INTISARI: Penelitian ini mengkaji tiga masalah yang berhubungan dengan masyarakat adat To (orang) Kaili ketika UU otonomi daerah tak lagi punya pengaruh terhadap kebudayaan mereka. Tiga masalah tersebut adalah bagaimana masyarakat adat Kaili menginternalisasikan dan mentransformasikan aspek-aspek kelembagaan budaya lokal untuk diperankan dalam kehidupan sehari-hari maupun organisasi kemasyarakatan yang ada? Bagaimana posisi dan peran lembaga adat menurut perspektif masyarakat adat dulu, kini, dan prospeknya kemudian? Dan bagaimana perspektif pemerintah daerah, organisasi non-Pemerintah (ornop/ormas), dan elite politik daerah mengenai urgensi revitalisasi budaya lokal dalam eradesentralisasi? Penelitian ini menggunakan metode kualitatif deskriptif dan untuk membahasnya menggunakan pisau antropologi politik. Metode tersebut dianggap tepat karena penelitian ingin mengungkap lebih jauh tentang fungsi dari kelembagaan dan organisasi masyarakat adat Kaili. Dengan metode kualitatif deskriptif, data dideskripsikan secara apa adanya
lalu diinterpretasikan sesuai dengan pemahaman kebudayaan penulis. Penelitian ini dilakukan di wilayah keadatan To Kaili di Palapas (Palu, Donggala, Parigi Moutong, dan Sigi) Sulawesi Tengah. Penelitian ini telah berlangsung dalam waktu yang sangat panjang, tetapi semua itu terjadi karena berbagai kondisi lapangan yang telah mellibatkan penulis larut di dalamnya.

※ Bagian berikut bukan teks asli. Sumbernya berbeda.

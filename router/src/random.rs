//! Randomness used by peer sampling.

use std::sync::Mutex;

use rand::rngs::StdRng;
use rand::{Rng, SeedableRng};

/// Source of the bounded draws used by [`choose_x_in`](crate::choose_x_in).
pub trait RandomSource: Send + Sync {
    /// A value in `0..bound`. `bound` is never zero.
    fn below(&self, bound: usize) -> usize;
}

/// Draws from the thread-local generator.
#[derive(Debug, Default, Clone, Copy)]
pub struct ThreadRandom;

impl RandomSource for ThreadRandom {
    fn below(&self, bound: usize) -> usize {
        rand::thread_rng().gen_range(0..bound)
    }
}

/// Reproducible draws from a fixed seed.
#[derive(Debug)]
pub struct SeededRandom {
    rng: Mutex<StdRng>,
}

impl SeededRandom {
    pub fn new(seed: u64) -> Self {
        Self {
            rng: Mutex::new(StdRng::seed_from_u64(seed)),
        }
    }
}

impl RandomSource for SeededRandom {
    fn below(&self, bound: usize) -> usize {
        match self.rng.lock() {
            Ok(mut rng) => rng.gen_range(0..bound),
            Err(poisoned) => poisoned.into_inner().gen_range(0..bound),
        }
    }
}

#[cfg(test)]
mod tests {
    use super::*;

    #[test]
    fn draws_stay_in_bounds() {
        let seeded = SeededRandom::new(7);
        for bound in 1..20 {
            assert!(ThreadRandom.below(bound) < bound);
            assert!(seeded.below(bound) < bound);
        }
    }

    #[test]
    fn same_seed_same_sequence() {
        let a = SeededRandom::new(42);
        let b = SeededRandom::new(42);
        let xs: Vec<usize> = (0..16).map(|_| a.below(10)).collect();
        let ys: Vec<usize> = (0..16).map(|_| b.below(10)).collect();
        assert_eq!(xs, ys);
    }
}
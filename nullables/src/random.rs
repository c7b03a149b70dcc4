//! Nullable random: scripted draws.

use std::sync::Mutex;

use trustmesh_router::RandomSource;

/// Returns pre-configured draws in order, cycling when exhausted.
///
/// Each draw is reduced modulo the requested bound.
pub struct NullRandom {
    draws: Vec<usize>,
    index: Mutex<usize>,
}

impl NullRandom {
    pub fn new(draws: Vec<usize>) -> Self {
        Self {
            draws,
            index: Mutex::new(0),
        }
    }

    /// Same draw for every call.
    pub fn constant(draw: usize) -> Self {
        Self::new(vec![draw])
    }

    /// Number of draws taken so far.
    pub fn taken(&self) -> usize {
        *self.index.lock().unwrap()
    }
}

impl RandomSource for NullRandom {
    fn below(&self, bound: usize) -> usize {
        let mut idx = self.index.lock().unwrap();
        let draw = if self.draws.is_empty() {
            0
        } else {
            self.draws[*idx % self.draws.len()]
        };
        *idx += 1;
        draw % bound
    }
}

#[cfg(test)]
mod tests {
    use super::*;

    #[test]
    fn cycles_through_script() {
        let random = NullRandom::new(vec![3, 7]);
        assert_eq!(random.below(10), 3);
        assert_eq!(random.below(10), 7);
        assert_eq!(random.below(5), 3);
        assert_eq!(random.taken(), 3);
    }

    #[test]
    fn draws_are_bounded() {
        assert_eq!(NullRandom::constant(12).below(10), 2);
        assert_eq!(NullRandom::new(vec![]).below(4), 0);
    }
}
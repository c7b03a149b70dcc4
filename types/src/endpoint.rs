//! Advertised network endpoints of a peer.
//!
//! Peers publish endpoints as single space-separated lines such as
//! `BASIC_MERKLED_API g1.example.org 81.2.3.4 2001:db8::1 443`.
//! The first token names the API; the remaining tokens are a DNS name, an
//! IPv4 and/or IPv6 address, a port, and optionally a path.

use serde::{Deserialize, Serialize};
use std::fmt;
use std::net::{Ipv4Addr, Ipv6Addr};

#[derive(Clone, Debug, PartialEq, Eq, Serialize, Deserialize)]
pub struct Endpoint {
    pub api: String,
    pub dns: Option<String>,
    pub ipv4: Option<Ipv4Addr>,
    pub ipv6: Option<Ipv6Addr>,
    pub port: Option<u16>,
    pub path: Option<String>,
    /// The endpoint line exactly as advertised.
    pub raw: String,
}

impl Endpoint {
    /// Resolve an endpoint line into its parts.
    ///
    /// Never fails: unrecognised tokens are kept as the DNS name (first one)
    /// or the path (after the port), and `raw` always preserves the input.
    pub fn parse(line: &str) -> Self {
        let mut tokens = line.split_whitespace();
        let api = tokens.next().unwrap_or_default().to_string();
        let mut endpoint = Self {
            api,
            dns: None,
            ipv4: None,
            ipv6: None,
            port: None,
            path: None,
            raw: line.to_string(),
        };
        for token in tokens {
            if endpoint.port.is_some() {
                endpoint.path.get_or_insert_with(|| token.to_string());
            } else if let Ok(v4) = token.parse::<Ipv4Addr>() {
                endpoint.ipv4 = Some(v4);
            } else if let Ok(v6) = token.parse::<Ipv6Addr>() {
                endpoint.ipv6 = Some(v6);
            } else if let Ok(port) = token.parse::<u16>() {
                endpoint.port = Some(port);
            } else if endpoint.dns.is_none() {
                endpoint.dns = Some(token.to_string());
            }
        }
        endpoint
    }

    /// Best host to dial: DNS name, then IPv4, then IPv6.
    pub fn host(&self) -> Option<String> {
        self.dns
            .clone()
            .or_else(|| self.ipv4.map(|ip| ip.to_string()))
            .or_else(|| self.ipv6.map(|ip| format!("[{ip}]")))
    }
}

impl fmt::Display for Endpoint {
    fn fmt(&self, f: &mut fmt::Formatter<'_>) -> fmt::Result {
        f.write_str(&self.raw)
    }
}
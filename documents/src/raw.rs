//! Canonical raw forms.
//!
//! The builders below fix the line order of every document; callers only
//! supply field values. The text they produce is what gets hashed and
//! signed, so any change here changes document identities network-wide.

use std::fmt::{Display, Write};

use crate::block::BlockDraft;
use crate::transaction::TransactionDraft;

fn line(raw: &mut String, key: &str, value: impl Display) {
    // Writing into a String cannot fail.
    let _ = writeln!(raw, "{key}: {value}");
}

fn section<S: AsRef<str>>(raw: &mut String, title: &str, items: &[S]) {
    raw.push_str(title);
    raw.push_str(":\n");
    for item in items {
        raw.push_str(item.as_ref());
        raw.push('\n');
    }
}

/// Transaction without its signature lines.
pub fn unsigned_transaction(tx: &TransactionDraft) -> String {
    let mut raw = String::new();
    line(&mut raw, "Version", tx.version);
    raw.push_str("Type: Transaction\n");
    line(&mut raw, "Currency", &tx.currency);
    line(&mut raw, "Blockstamp", &tx.blockstamp);
    line(&mut raw, "Locktime", tx.locktime);
    section(&mut raw, "Issuers", &tx.issuers.iter().map(|i| i.as_str()).collect::<Vec<_>>());
    section(&mut raw, "Inputs", &tx.inputs);
    section(&mut raw, "Unlocks", &tx.unlocks);
    section(&mut raw, "Outputs", &tx.outputs);
    line(&mut raw, "Comment", &tx.comment);
    raw
}

/// Full transaction: unsigned part followed by one signature per line.
pub fn transaction(tx: &TransactionDraft) -> String {
    let mut raw = unsigned_transaction(tx);
    for signature in &tx.signatures {
        raw.push_str(signature);
        raw.push('\n');
    }
    raw
}

/// Compact transaction layout used inside blocks and by low-bandwidth relays.
///
/// The header line carries the version, the item counts, whether a comment
/// follows, and the locktime; the items follow without section titles.
pub fn compact_transaction(tx: &TransactionDraft) -> String {
    let mut raw = format!(
        "TX:{}:{}:{}:{}:{}:{}:{}\n",
        tx.version,
        tx.issuers.len(),
        tx.inputs.len(),
        tx.unlocks.len(),
        tx.outputs.len(),
        if tx.has_comment() { 1 } else { 0 },
        tx.locktime
    );
    raw.push_str(&tx.blockstamp);
    raw.push('\n');
    let lines = tx
        .issuers
        .iter()
        .map(|i| i.as_str())
        .chain(tx.inputs.iter().map(String::as_str))
        .chain(tx.unlocks.iter().map(String::as_str))
        .chain(tx.outputs.iter().map(String::as_str));
    for l in lines {
        raw.push_str(l);
        raw.push('\n');
    }
    if tx.has_comment() {
        raw.push_str(&tx.comment);
        raw.push('\n');
    }
    for signature in &tx.signatures {
        raw.push_str(signature);
        raw.push('\n');
    }
    raw
}

/// Block content without proof-of-work nonce or signature.
pub fn block_inner_part(block: &BlockDraft) -> String {
    let mut raw = String::new();
    line(&mut raw, "Version", block.version);
    raw.push_str("Type: Block\n");
    line(&mut raw, "Currency", &block.currency);
    line(&mut raw, "Number", block.number);
    line(&mut raw, "PoWMin", block.pow_min);
    line(&mut raw, "Time", block.time);
    line(&mut raw, "MedianTime", block.median_time);
    if let Some(dividend) = block.dividend {
        line(&mut raw, "UniversalDividend", dividend);
    }
    line(&mut raw, "UnitBase", block.unitbase);
    line(&mut raw, "Issuer", &block.issuer);
    line(&mut raw, "IssuersFrame", block.issuers_frame);
    line(&mut raw, "IssuersFrameVar", block.issuers_frame_var);
    line(&mut raw, "DifferentIssuersCount", block.issuers_count);
    if let Some(previous_hash) = &block.previous_hash {
        line(&mut raw, "PreviousHash", previous_hash);
    }
    if let Some(previous_issuer) = &block.previous_issuer {
        line(&mut raw, "PreviousIssuer", previous_issuer);
    }
    if !block.parameters.is_empty() {
        line(&mut raw, "Parameters", &block.parameters);
    }
    line(&mut raw, "MembersCount", block.members_count);
    section(&mut raw, "Identities", &block.identities);
    section(&mut raw, "Joiners", &block.joiners);
    section(&mut raw, "Actives", &block.actives);
    section(&mut raw, "Leavers", &block.leavers);
    section(&mut raw, "Revoked", &block.revoked);
    section(&mut raw, "Excluded", &block.excluded);
    section(&mut raw, "Certifications", &block.certifications);
    raw.push_str("Transactions:\n");
    for tx in &block.transactions {
        raw.push_str(&compact_transaction(tx));
    }
    raw
}

/// The part of a block its issuer signs: inner hash and nonce.
pub fn block_signed_part(inner_hash: &str, nonce: u64) -> String {
    format!("InnerHash: {inner_hash}\nNonce: {nonce}\n")
}
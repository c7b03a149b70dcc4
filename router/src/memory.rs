//! In-process peer registry and a static peering identity.
//!
//! Used by the relay daemon, which has no persistent peer store, and by
//! tests that want a real directory rather than a recording double.

use std::collections::{HashMap, HashSet};

use async_trait::async_trait;
use rand::seq::SliceRandom;
use tokio::sync::RwLock;
use tracing::{debug, info};
use trustmesh_types::Pubkey;

use crate::directory::{PeerDirectory, Peering};
use crate::error::{DirectoryError, PeeringError};
use crate::peer::Peer;

/// Reachability of a known peer.
#[derive(Clone, Copy, Debug, PartialEq, Eq)]
pub enum PeerStatus {
    Up,
    Down,
}

#[derive(Clone, Debug)]
struct PeerEntry {
    peer: Peer,
    status: PeerStatus,
}

#[derive(Debug, Default)]
struct Registry {
    /// Known peers keyed by public key.
    peers: HashMap<Pubkey, PeerEntry>,
    /// Keys currently recognised as network members.
    members: HashSet<Pubkey>,
}

/// Peer directory held entirely in memory.
#[derive(Debug, Default)]
pub struct MemoryPeerDirectory {
    registry: RwLock<Registry>,
}

impl MemoryPeerDirectory {
    pub fn new() -> Self {
        Self::default()
    }

    /// Add or replace a peer record.
    pub async fn upsert(&self, peer: Peer, status: PeerStatus) {
        let mut registry = self.registry.write().await;
        debug!(pubkey = %peer.pubkey, ?status, "peer registered");
        registry.peers.insert(peer.pubkey.clone(), PeerEntry { peer, status });
    }

    pub async fn set_member(&self, pubkey: Pubkey, member: bool) {
        let mut registry = self.registry.write().await;
        if member {
            registry.members.insert(pubkey);
        } else {
            registry.members.remove(&pubkey);
        }
    }

    async fn set_status(&self, pubkey: &Pubkey, status: PeerStatus) -> bool {
        match self.registry.write().await.peers.get_mut(pubkey) {
            Some(entry) => {
                entry.status = status;
                true
            }
            None => false,
        }
    }

    pub async fn status(&self, pubkey: &Pubkey) -> Option<PeerStatus> {
        self.registry.read().await.peers.get(pubkey).map(|e| e.status)
    }

    /// Number of known peers, up or down.
    pub async fn len(&self) -> usize {
        self.registry.read().await.peers.len()
    }
}

#[async_trait]
impl PeerDirectory for MemoryPeerDirectory {
    async fn randomly_up_peers_without(
        &self,
        excluded: &[Pubkey],
    ) -> Result<Vec<Peer>, DirectoryError> {
        let mut peers: Vec<Peer> = self
            .registry
            .read()
            .await
            .peers
            .values()
            .filter(|e| e.status == PeerStatus::Up && !excluded.contains(&e.peer.pubkey))
            .map(|e| e.peer.clone())
            .collect();
        peers.shuffle(&mut rand::thread_rng());
        Ok(peers)
    }

    async fn is_member(&self, pubkey: &Pubkey) -> Result<bool, DirectoryError> {
        Ok(self.registry.read().await.members.contains(pubkey))
    }

    async fn get_peer(&self, pubkey: &Pubkey) -> Result<Option<Peer>, DirectoryError> {
        Ok(self
            .registry
            .read()
            .await
            .peers
            .get(pubkey)
            .map(|e| e.peer.clone()))
    }

    async fn set_peer_down(&self, pubkey: &Pubkey) -> Result<(), DirectoryError> {
        // A peer already dropped from the registry needs no update.
        if !self.set_status(pubkey, PeerStatus::Down).await {
            debug!(pubkey = %pubkey, "unknown peer reported unreachable, ignored");
        }
        Ok(())
    }
}

/// Fixed local identity with a static list of mirror endpoints.
#[derive(Clone, Debug)]
pub struct StaticPeering {
    pubkey: Pubkey,
    mirrors: Vec<String>,
}

impl StaticPeering {
    pub fn new(pubkey: Pubkey, mirrors: Vec<String>) -> Self {
        Self { pubkey, mirrors }
    }
}

#[async_trait]
impl Peering for StaticPeering {
    fn pubkey(&self) -> &Pubkey {
        &self.pubkey
    }

    async fn mirror_endpoints(&self) -> Result<Vec<String>, PeeringError> {
        Ok(self.mirrors.clone())
    }

    async fn handle_newer_peer(&self, peer: Peer) -> Result<(), PeeringError> {
        // Nothing to reconcile without a local peer document store.
        info!(pubkey = %peer.pubkey, "newer peer record received");
        Ok(())
    }
}
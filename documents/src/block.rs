//! Block documents.
//!
//! [`BlockDraft`] carries every block field and all raw forms; it is what the
//! block generator mutates while assembling a candidate. [`Block`] is the
//! finalized, read-only value whose hash was fixed once by
//! [`BlockDraft::finalize`].

use std::ops::Deref;

use serde::{Serialize, Serializer};
use serde_json::{json, Value};
use tracing::trace;
use trustmesh_crypto::{Digester, Sha256Digester};
use trustmesh_types::{Blockstamp, CurrencyParams, DocumentHash, Pubkey};

use crate::coerce::{
    as_object, int_field, optional_int_field, optional_string_field, string_field, string_list,
};
use crate::error::DocumentError;
use crate::parameters;
use crate::raw;
use crate::transaction::{TransactionDraft, TransactionView};

/// Editable block fields.
#[derive(Clone, Debug, Default, PartialEq)]
pub struct BlockDraft {
    pub version: u64,
    pub currency: String,
    pub number: u64,
    pub pow_min: u64,
    pub time: u64,
    pub median_time: u64,
    /// `None` when no dividend is issued by this block.
    pub dividend: Option<u64>,
    pub ud_time: u64,
    pub unitbase: u64,
    pub issuer: Pubkey,
    pub issuers_frame: u64,
    pub issuers_frame_var: u64,
    pub issuers_count: u64,
    pub previous_hash: Option<DocumentHash>,
    pub previous_issuer: Option<Pubkey>,
    /// Colon-delimited protocol constants; only the genesis block sets it.
    pub parameters: String,
    pub members_count: u64,
    pub identities: Vec<String>,
    pub joiners: Vec<String>,
    pub actives: Vec<String>,
    pub leavers: Vec<String>,
    pub revoked: Vec<String>,
    pub excluded: Vec<String>,
    pub certifications: Vec<String>,
    pub transactions: Vec<TransactionDraft>,
    /// Declared size as received; see [`weighted_len`](Self::weighted_len).
    pub len: u64,
    pub inner_hash: Option<DocumentHash>,
    pub nonce: u64,
    pub signature: String,
    /// Hash supplied with the input; adopted as-is by [`finalize`](Self::finalize).
    pub hash: Option<DocumentHash>,
}

impl BlockDraft {
    /// Build from JSON. Never fails: unusable fields take their defaults.
    ///
    /// Embedded transactions inherit the block's currency.
    pub fn from_json(value: &Value) -> Self {
        let obj = as_object(value);
        let currency = string_field(&obj, "currency");
        let transactions = obj
            .get("transactions")
            .and_then(Value::as_array)
            .map(|txs| {
                txs.iter()
                    .map(|tx| TransactionDraft::from_json_in_currency(tx, &currency))
                    .collect()
            })
            .unwrap_or_default();
        Self {
            version: int_field(&obj, "version"),
            number: int_field(&obj, "number"),
            pow_min: int_field(&obj, "powMin"),
            time: int_field(&obj, "time"),
            median_time: int_field(&obj, "medianTime"),
            dividend: optional_int_field(&obj, "dividend"),
            ud_time: int_field(&obj, "UDTime"),
            unitbase: int_field(&obj, "unitbase"),
            issuer: Pubkey::new(string_field(&obj, "issuer")),
            issuers_frame: int_field(&obj, "issuersFrame"),
            issuers_frame_var: int_field(&obj, "issuersFrameVar"),
            issuers_count: int_field(&obj, "issuersCount"),
            previous_hash: optional_string_field(&obj, "previousHash").map(DocumentHash::new),
            previous_issuer: optional_string_field(&obj, "previousIssuer").map(Pubkey::new),
            parameters: string_field(&obj, "parameters"),
            members_count: int_field(&obj, "membersCount"),
            identities: string_list(&obj, "identities"),
            joiners: string_list(&obj, "joiners"),
            actives: string_list(&obj, "actives"),
            leavers: string_list(&obj, "leavers"),
            revoked: string_list(&obj, "revoked"),
            excluded: string_list(&obj, "excluded"),
            certifications: string_list(&obj, "certifications"),
            transactions,
            len: int_field(&obj, "len"),
            inner_hash: optional_string_field(&obj, "inner_hash").map(DocumentHash::new),
            nonce: int_field(&obj, "nonce"),
            signature: string_field(&obj, "signature"),
            hash: optional_string_field(&obj, "hash").map(DocumentHash::new),
            currency,
        }
    }

    /// Content without nonce or signature.
    pub fn raw_inner_part(&self) -> String {
        raw::block_inner_part(self)
    }

    /// The supplied inner hash, or the digest of [`raw_inner_part`](Self::raw_inner_part).
    pub fn inner_hash(&self) -> DocumentHash {
        self.inner_hash_with(&Sha256Digester)
    }

    fn inner_hash_with<D: Digester>(&self, digester: &D) -> DocumentHash {
        match &self.inner_hash {
            Some(hash) if !hash.is_empty() => hash.clone(),
            _ => digester.digest(self.raw_inner_part().as_bytes()),
        }
    }

    /// `InnerHash` and `Nonce` lines: what the issuer signs.
    pub fn signed_part(&self) -> String {
        raw::block_signed_part(self.inner_hash().as_str(), self.nonce)
    }

    /// Inner part followed by the signed part, unsigned.
    pub fn raw(&self) -> String {
        let mut raw = self.raw_inner_part();
        raw.push_str(&self.signed_part());
        raw
    }

    /// Signed part plus signature line. This is the hash input.
    pub fn proof_of_work_part(&self) -> String {
        format!("{}{}\n", self.signed_part(), self.signature)
    }

    /// The complete block as transmitted and stored.
    pub fn raw_signed(&self) -> String {
        format!("{}{}\n", self.raw(), self.signature)
    }

    pub fn compute_hash(&self) -> DocumentHash {
        self.compute_hash_with(&Sha256Digester)
    }

    pub fn compute_hash_with<D: Digester>(&self, digester: &D) -> DocumentHash {
        let signed = raw::block_signed_part(self.inner_hash_with(digester).as_str(), self.nonce);
        digester.digest(format!("{signed}{}\n", self.signature).as_bytes())
    }

    /// Weighted size: every collection entry counts once, every embedded
    /// transaction by its own weighted size.
    pub fn weighted_len(&self) -> usize {
        self.identities.len()
            + self.joiners.len()
            + self.actives.len()
            + self.leavers.len()
            + self.revoked.len()
            + self.certifications.len()
            + self
                .transactions
                .iter()
                .map(TransactionDraft::weighted_len)
                .sum::<usize>()
    }

    pub fn quick_description(&self) -> String {
        format!(
            "#{} ({} newcomers, {} certifications)",
            self.number,
            self.identities.len(),
            self.certifications.len()
        )
    }

    /// First identity line starting with `pubkey`, in list order.
    pub fn inline_identity(&self, pubkey: &str) -> Option<&str> {
        self.identities
            .iter()
            .map(String::as_str)
            .find(|line| line.starts_with(pubkey))
    }

    /// Embedded transactions decomposed the same way as standalone ones.
    pub fn transactions_view(&self) -> Vec<TransactionView> {
        self.transactions.iter().map(TransactionDraft::view).collect()
    }

    /// Decoded protocol constants, when this block carries any.
    pub fn params(&self) -> Option<CurrencyParams> {
        if self.parameters.is_empty() {
            return None;
        }
        Some(parameters::decode(&self.parameters))
    }

    pub fn params_strict(&self) -> Result<CurrencyParams, DocumentError> {
        parameters::decode_strict(&self.parameters)
    }

    pub fn to_json(&self) -> Value {
        self.json_with_hash(self.hash.as_ref())
    }

    fn json_with_hash(&self, hash: Option<&DocumentHash>) -> Value {
        let transactions: Vec<Value> = self
            .transactions
            .iter()
            .map(TransactionDraft::to_json)
            .collect();
        json!({
            "version": self.version,
            "currency": self.currency,
            "number": self.number,
            "powMin": self.pow_min,
            "time": self.time,
            "medianTime": self.median_time,
            "dividend": self.dividend,
            "UDTime": self.ud_time,
            "unitbase": self.unitbase,
            "issuer": self.issuer,
            "issuersFrame": self.issuers_frame,
            "issuersFrameVar": self.issuers_frame_var,
            "issuersCount": self.issuers_count,
            "previousHash": self.previous_hash,
            "previousIssuer": self.previous_issuer,
            "parameters": self.parameters,
            "membersCount": self.members_count,
            "identities": self.identities,
            "joiners": self.joiners,
            "actives": self.actives,
            "leavers": self.leavers,
            "revoked": self.revoked,
            "excluded": self.excluded,
            "certifications": self.certifications,
            "transactions": transactions,
            "len": self.len,
            "inner_hash": self.inner_hash,
            "nonce": self.nonce,
            "signature": self.signature,
            "hash": hash,
        })
    }

    /// Freeze the draft. A supplied hash is adopted, otherwise it is computed.
    pub fn finalize(mut self) -> Block {
        let hash = match self.hash.take() {
            Some(hash) if !hash.is_empty() => hash,
            _ => {
                let hash = self.compute_hash();
                trace!(number = self.number, hash = %hash, "block hash computed");
                hash
            }
        };
        Block { fields: self, hash }
    }
}

/// A finalized block: fields are read-only and the hash is fixed.
#[derive(Clone, Debug, PartialEq)]
pub struct Block {
    fields: BlockDraft,
    hash: DocumentHash,
}

impl Block {
    pub fn from_json(value: &Value) -> Self {
        BlockDraft::from_json(value).finalize()
    }

    /// Hash of a block given as JSON, adopting a supplied hash.
    pub fn hash_of(value: &Value) -> DocumentHash {
        Self::from_json(value).hash
    }

    pub fn hash(&self) -> &DocumentHash {
        &self.hash
    }

    pub fn number_and_hash(&self) -> Blockstamp {
        Blockstamp::new(self.fields.number, self.hash.clone())
    }

    /// Back to an editable draft. The hash is dropped.
    pub fn into_draft(self) -> BlockDraft {
        self.fields
    }

    pub fn to_json(&self) -> Value {
        self.fields.json_with_hash(Some(&self.hash))
    }
}

impl Deref for Block {
    type Target = BlockDraft;

    fn deref(&self) -> &BlockDraft {
        &self.fields
    }
}

impl Serialize for Block {
    fn serialize<S: Serializer>(&self, serializer: S) -> Result<S::Ok, S::Error> {
        self.to_json().serialize(serializer)
    }
}
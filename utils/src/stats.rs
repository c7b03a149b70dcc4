//! Named event counters.

use std::collections::{BTreeMap, HashMap};
use std::sync::atomic::{AtomicU64, Ordering};

/// A fixed set of thread-safe counters, declared up front.
///
/// Unknown names are ignored on write and read as zero.
#[derive(Debug)]
pub struct StatsCounter {
    counters: HashMap<&'static str, AtomicU64>,
}

impl StatsCounter {
    pub fn new(names: &[&'static str]) -> Self {
        let counters = names.iter().map(|&name| (name, AtomicU64::new(0))).collect();
        Self { counters }
    }

    pub fn increment(&self, name: &str) {
        self.add(name, 1);
    }

    pub fn add(&self, name: &str, value: u64) {
        if let Some(counter) = self.counters.get(name) {
            counter.fetch_add(value, Ordering::Relaxed);
        }
    }

    pub fn get(&self, name: &str) -> u64 {
        self.counters
            .get(name)
            .map(|c| c.load(Ordering::Relaxed))
            .unwrap_or(0)
    }

    /// Current values, ordered by name.
    pub fn snapshot(&self) -> BTreeMap<&'static str, u64> {
        self.counters
            .iter()
            .map(|(&k, v)| (k, v.load(Ordering::Relaxed)))
            .collect()
    }

    pub fn reset(&self) {
        for counter in self.counters.values() {
            counter.store(0, Ordering::Relaxed);
        }
    }
}

#[cfg(test)]
mod tests {
    use super::*;

    #[test]
    fn counts_declared_names_only() {
        let stats = StatsCounter::new(&["routed", "dropped"]);
        stats.increment("routed");
        stats.add("routed", 2);
        stats.increment("unknown");
        assert_eq!(stats.get("routed"), 3);
        assert_eq!(stats.get("dropped"), 0);
        assert_eq!(stats.get("unknown"), 0);
    }

    #[test]
    fn snapshot_is_ordered_and_reset_clears() {
        let stats = StatsCounter::new(&["b", "a"]);
        stats.increment("b");
        let snapshot: Vec<_> = stats.snapshot().into_iter().collect();
        assert_eq!(snapshot, vec![("a", 0), ("b", 1)]);
        stats.reset();
        assert_eq!(stats.get("b"), 0);
    }
}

Semula direncanakan memanfaatkan waktu 12 bulan, terhitung mulai Mei 2006–Juli 2007, tetapi sampai dengan tesis ini selesai disusun, waktu penelitian justru berlangsung hingga Desember 2010. Hasil penelitian ini menemukan, bahwa masyarakat adat Kaili telah melakukan revitalisasi terhadap tradisi budaya mereka bersama dengan berbagai komponen, seperti DPRD, Pemerintah Daerah dan Pusat, LSM/Ornop, organisasi adat, individu-individu yang peduli, budayawan, sosiolog dan sebagainya. Mereka melepaskan kepentingan dan latar belakang profesi masing-masing lalu bergandengan tangan menjalankan titah leluhur yang berpatokan bahwa “adat itu meski hanya sekepal tangan, tetapi jika dibuka akan menyinari dunia”. Pemahaman ini membuat mereka yakin bahwa UU otonomi daerah tidak menjamin kebudayaan lokal akan hidup dengan layak. Masyarakat adat di daerah harus mengupayakan sendiri agar kebudayaannya bertahan, meski dengan segala kesulitan menghadang. Di sisi lain, negara dapat dikatakan telah gagal melindungi masyarakat adat (baca: asli). Dan masyarakat adat Kaili sebenarnya telah membuktikan bahwa mereka masih bisa hidup meski tanpa bantuan negara.